Yeah, smoke isn't dangerous. And that's why the NY Times published "A New Cigarette Hazard"

"Parents who smoke often open a window or turn on a fan to clear the air for their children, but experts now have identified a related threat to children’s health that isn’t as easy to get rid of: third-hand smoke.

That’s the term being used to describe the invisible yet toxic brew of gases and particles clinging to smokers’ hair and clothing, not to mention cushions and carpeting, that lingers long after second-hand smoke has cleared from a room. The residue includes heavy metals, carcinogens and even radioactive materials that young children can get on their hands and ingest, especially if they’re crawling or playing on the floor."

bob bob
Thu Nov 19 2009 17:10
You didn't fight in Afghanistan for our freedoms; you fought so the U.S. could expand its corporate dominance. You and your friends deserved to die in Afghanistan; people there are just fighting the corrupt, soulless, blood sucking, parasitic occupiers (AKA you and your friends).
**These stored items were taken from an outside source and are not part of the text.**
//! Bearer-token authentication.
//!
//! Checks `Authorization: Bearer <token>` against one shared token. Requests
//! without the header, or with a different token, are answered
//! `401 Unauthorized` and never reach the inner endpoint.

use std::sync::Arc;

use http::StatusCode;
use tracing::debug;

use crate::handler::Endpoint;
use crate::middleware::Middleware;
use crate::request::Request;
use crate::response::{IntoResponse, Response};

/// Why a request was turned away.
#[derive(Debug, PartialEq, Eq)]
enum AuthError {
    /// The Authorization header is missing or not a bearer token.
    MissingToken,
    /// A bearer token was given but does not match.
    InvalidToken,
}

impl IntoResponse for AuthError {
    fn into_response(self) -> Response {
        let message = match self {
            Self::MissingToken => "Missing bearer token",
            Self::InvalidToken => "Invalid bearer token",
        };
        Response::builder()
            .status(StatusCode::UNAUTHORIZED)
            .header("www-authenticate", "Bearer")
            .text(message)
    }
}

/// Extracts the token from an `Authorization: Bearer <token>` header.
fn bearer_token(req: &Request) -> Option<&str> {
    req.header("authorization")?.strip_prefix("Bearer ")
}

/// Constant-time comparison, so response timing does not reveal how much of
/// the token matched. Only the length can leak.
fn timing_safe_eq(a: &str, b: &str) -> bool {
    if a.len() != b.len() {
        return false;
    }

    a.bytes().zip(b.bytes()).fold(0u8, |acc, (x, y)| acc | (x ^ y)) == 0
}

fn check(req: &Request, expected: &str) -> Result<(), AuthError> {
    match bearer_token(req) {
        None => Err(AuthError::MissingToken),
        Some(token) if timing_safe_eq(token, expected) => Ok(()),
        Some(_) => Err(AuthError::InvalidToken),
    }
}

/// Requires every request to carry `Authorization: Bearer <token>`.
pub fn bearer_auth(token: &str) -> Middleware {
    let expected: Arc<str> = Arc::from(token);

    Middleware::from_fn(move |req: Request, next: Endpoint| {
        let verdict = check(&req, &expected);
        async move {
            match verdict {
                Ok(()) => next.call(req).await,
                Err(e) => {
                    debug!(path = req.path(), reason = ?e, "request rejected");
                    e.into_response()
                }
            }
        }
    })
}

#[cfg(test)]
mod tests {
    use super::*;
    use crate::Method;

    async fn secret(_req: Request) -> Response {
        Response::text("secret")
    }

    fn protected() -> Endpoint {
        bearer_auth("test-api-key-12345").apply(Endpoint::new(secret))
    }

    #[test]
    fn extracts_token_from_bearer_header() {
        let req = Request::new(Method::Get, "/").with_header("Authorization", "Bearer abc");
        assert_eq!(bearer_token(&req), Some("abc"));
    }

    #[test]
    fn ignores_non_bearer_schemes() {
        let req = Request::new(Method::Get, "/").with_header("authorization", "Basic dXNlcjpwYXNz");
        assert_eq!(check(&req, "dXNlcjpwYXNz"), Err(AuthError::MissingToken));
    }

    #[test]
    fn timing_safe_eq_matches_only_identical_strings() {
        assert!(timing_safe_eq("test-api-key-12345", "test-api-key-12345"));
        assert!(!timing_safe_eq("test-api-key-12345", "test-api-key-XXXXX"));
        assert!(!timing_safe_eq("test-api-key-12345", "test-api-key-1234"));
        assert!(timing_safe_eq("", ""));
    }

    #[test]
    fn same_length_wrong_token_is_invalid() {
        let req = Request::new(Method::Get, "/")
            .with_header("authorization", "Bearer test-api-key-XXXXX");
        assert_eq!(check(&req, "test-api-key-12345"), Err(AuthError::InvalidToken));

        let req = Request::new(Method::Get, "/")
            .with_header("authorization", "Bearer Xest-api-key-12345");
        assert_eq!(check(&req, "test-api-key-12345"), Err(AuthError::InvalidToken));
    }

    #[tokio::test]
    async fn missing_header_is_unauthorized() {
        let res = protected().call(Request::new(Method::Get, "/")).await;

        assert_eq!(res.status_code(), StatusCode::UNAUTHORIZED);
        assert_eq!(res.header("www-authenticate"), Some("Bearer"));
        assert_eq!(res.body(), b"Missing bearer token");
    }

    #[tokio::test]
    async fn wrong_token_is_unauthorized() {
        let req = Request::new(Method::Get, "/").with_header("authorization", "Bearer nope");
        let res = protected().call(req).await;

        assert_eq!(res.status_code(), StatusCode::UNAUTHORIZED);
        assert_eq!(res.body(), b"Invalid bearer token");
    }

    #[tokio::test]
    async fn matching_token_reaches_the_handler() {
        let req = Request::new(Method::Get, "/")
            .with_header("authorization", "Bearer test-api-key-12345");
        let res = protected().call(req).await;

        assert_eq!(res.status_code(), StatusCode::OK);
        assert_eq!(res.body(), b"secret");
    }
}
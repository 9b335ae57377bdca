//! Incoming HTTP request type.

use http_body_util::BodyExt;
use hyper::body::Incoming;

use crate::error::Error;
use crate::method::Method;

/// An incoming HTTP request, fully buffered.
///
/// Hosts build one with [`Request::from_hyper`]; tests and custom servers can
/// use [`Request::new`] plus the `with_*` methods.
pub struct Request {
    pub(crate) method: Method,
    pub(crate) path: String,
    pub(crate) query: Option<String>,
    pub(crate) headers: Vec<(String, String)>,
    pub(crate) body: Vec<u8>,
}

impl Request {
    /// A request with no headers and an empty body.
    pub fn new(method: Method, path: impl Into<String>) -> Self {
        Self {
            method,
            path: path.into(),
            query: None,
            headers: Vec::new(),
            body: Vec::new(),
        }
    }

    pub fn with_header(mut self, name: &str, value: &str) -> Self {
        self.headers.push((name.to_owned(), value.to_owned()));
        self
    }

    pub fn with_body(mut self, body: impl Into<Vec<u8>>) -> Self {
        self.body = body.into();
        self
    }

    /// Buffers a hyper request into a [`Request`].
    ///
    /// Header values that are not valid UTF-8 are converted lossily.
    pub async fn from_hyper(req: hyper::Request<Incoming>) -> Result<Self, Error> {
        let (parts, body) = req.into_parts();

        let method = parts.method.as_str().parse::<Method>()
            .map_err(|()| Error::UnsupportedMethod(parts.method.to_string()))?;

        let headers = parts.headers.iter()
            .map(|(k, v)| (k.as_str().to_owned(), String::from_utf8_lossy(v.as_bytes()).into_owned()))
            .collect();

        let body = body.collect().await?.to_bytes().to_vec();

        Ok(Self {
            method,
            path: parts.uri.path().to_owned(),
            query: parts.uri.query().map(str::to_owned),
            headers,
            body,
        })
    }

    pub fn method(&self) -> Method { self.method }
    pub fn path(&self) -> &str { &self.path }
    pub fn query(&self) -> Option<&str> { self.query.as_deref() }
    pub fn headers(&self) -> &[(String, String)] { &self.headers }
    pub fn body(&self) -> &[u8] { &self.body }

    /// Case-insensitive header lookup.
    pub fn header(&self, name: &str) -> Option<&str> {
        self.headers.iter()
            .find(|(k, _)| k.eq_ignore_ascii_case(name))
            .map(|(_, v)| v.as_str())
    }

    /// Sets a header, replacing any existing header with the same name.
    pub fn set_header(&mut self, name: &str, value: &str) {
        self.headers.retain(|(k, _)| !k.eq_ignore_ascii_case(name));
        self.headers.push((name.to_owned(), value.to_owned()));
    }
}

#[cfg(test)]
mod tests {
    use super::*;

    #[test]
    fn header_lookup_ignores_case() {
        let req = Request::new(Method::Get, "/")
            .with_header("X-Request-Id", "abc");

        assert_eq!(req.header("x-request-id"), Some("abc"));
        assert_eq!(req.header("x-missing"), None);
    }

    #[test]
    fn set_header_replaces_existing_value() {
        let mut req = Request::new(Method::Post, "/users")
            .with_header("x-tenant", "old")
            .with_header("accept", "*/*");

        req.set_header("X-Tenant", "new");

        assert_eq!(req.header("x-tenant"), Some("new"));
        assert_eq!(req.headers().len(), 2);
    }

    #[test]
    fn builder_sets_body_and_path() {
        let req = Request::new(Method::Put, "/items/7").with_body("payload");

        assert_eq!(req.method(), Method::Put);
        assert_eq!(req.path(), "/items/7");
        assert_eq!(req.body(), b"payload");
        assert_eq!(req.query(), None);
    }
}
Also, banning smoking on campus would be constitutional, because smoking around nonsmokers is unconstitutional because it infringes on the rights of nonsmokers by harming their health! You are not very smart are you... easy to see why you got sucked into believing you are this hero fighting for our freedoms. Keep smoking, hopefully you'll die sooner and we will have one less idiot on the planet.

kevin potter
Thu Nov 19 2009 12:18
A 2009 study from Johns Hopkins titled 'Lung cancer in never smokers: clinical epidemiology and environmental risk factors'

'Primary factors closely tied to lung cancer in never smokers include exposure to known and suspected carcinogens including radon, second-hand tobacco smoke, and other indoor air pollutants.'

Ima Stupid
Thu Nov 19 2009 10:18
Glad to see there is at least one intelligent and rational person on this campus.